■ The data ■
//! Entity Component System runtime.
//!
//! Entities are bare integer ids carrying a component mask and a system
//! mask. Components live in one sparse container per type, indexed by
//! entity id. Systems keep their own membership sets, reconciled in batches
//! by [`Ecs::clean`] and iterated by [`Ecs::process`]. Entity ids and
//! component instances are pooled, and idle containers shrink back to their
//! resting capacity through decay counters driven by [`Ecs::update`].
//!
//! Lifecycle: construct, register systems and pools, [`Ecs::initialize`],
//! then `update`/`process` per tick, and finally [`Ecs::terminate`].

mod capacity;
mod component;
mod component_manager;
mod config;
pub mod containers;
mod entity;
mod entity_manager;
mod error;
mod getter;
mod macros;
mod pool;
mod statistics;
mod system;
mod system_manager;
mod types;
mod world;

#[cfg(test)]
mod tests;

pub use capacity::{CapacityControl, RefitSchedule, DECAY_LIMIT};
pub use component::{AsAny, Component, ComponentBundle, ComponentSet, Detached};
pub use component_manager::{ComponentCounters, ComponentManager};
pub use config::EcsConfig;
pub use entity::{Entity, EntityPool, EntityRecord, EntityRecycler};
pub use entity_manager::{EntityCounters, EntityManager};
pub use error::{EcsError, EcsResult};
pub use getter::Getter;
pub use pool::{ComponentPool, ComponentPools, ComponentRecycler, PoolStats};
pub use statistics::{RuntimeStatistics, StatisticsHandle, TypeStatistics};
pub use system::{membership_change, Membership, System, SystemHandle};
pub use system_manager::{SystemManager, MAX_SYSTEMS};
pub use types::{ComponentGroup, ComponentType, TypeManager, MAX_GROUPS, MAX_TYPES};
pub use world::{Ecs, Phase};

■ What is being asked ■
Would you return the entries exactly as they stand?

■ Written response ■
//! Entity Component System runtime.
//!
//! Entities are bare integer ids carrying a component mask and a system
//! mask. Components live in one sparse container per type, indexed by
//! entity id. Systems keep their own membership sets, reconciled in batches
//! by [`Ecs::clean`] and iterated by [`Ecs::process`]. Entity ids and
//! component instances are pooled, and idle containers shrink back to their
//! resting capacity through decay counters driven by [`Ecs::update`].
//!
//! Lifecycle: construct, register systems and pools, [`Ecs::initialize`],
//! then `update`/`process` per tick, and finally [`Ecs::terminate`].

mod capacity;
mod component;
mod component_manager;
mod config;
pub mod containers;
mod entity;
mod entity_manager;
mod error;
mod getter;
mod macros;
mod pool;
mod statistics;
mod system;
mod system_manager;
mod types;
mod world;

#[cfg(test)]
mod tests;

pub use capacity::{CapacityControl, RefitSchedule, DECAY_LIMIT};
pub use component::{AsAny, Component, ComponentBundle, ComponentSet, Detached};
pub use component_manager::{ComponentCounters, ComponentManager};
pub use config::EcsConfig;
pub use entity::{Entity, EntityPool, EntityRecord, EntityRecycler};
pub use entity_manager::{EntityCounters, EntityManager};
pub use error::{EcsError, EcsResult};
pub use getter::Getter;
pub use pool::{ComponentPool, ComponentPools, ComponentRecycler, PoolStats};
pub use statistics::{RuntimeStatistics, StatisticsHandle, TypeStatistics};
pub use system::{membership_change, Membership, System, SystemHandle};
pub use system_manager::{SystemManager, MAX_SYSTEMS};
pub use types::{ComponentGroup, ComponentType, TypeManager, MAX_GROUPS, MAX_TYPES};
pub use world::{Ecs, Phase};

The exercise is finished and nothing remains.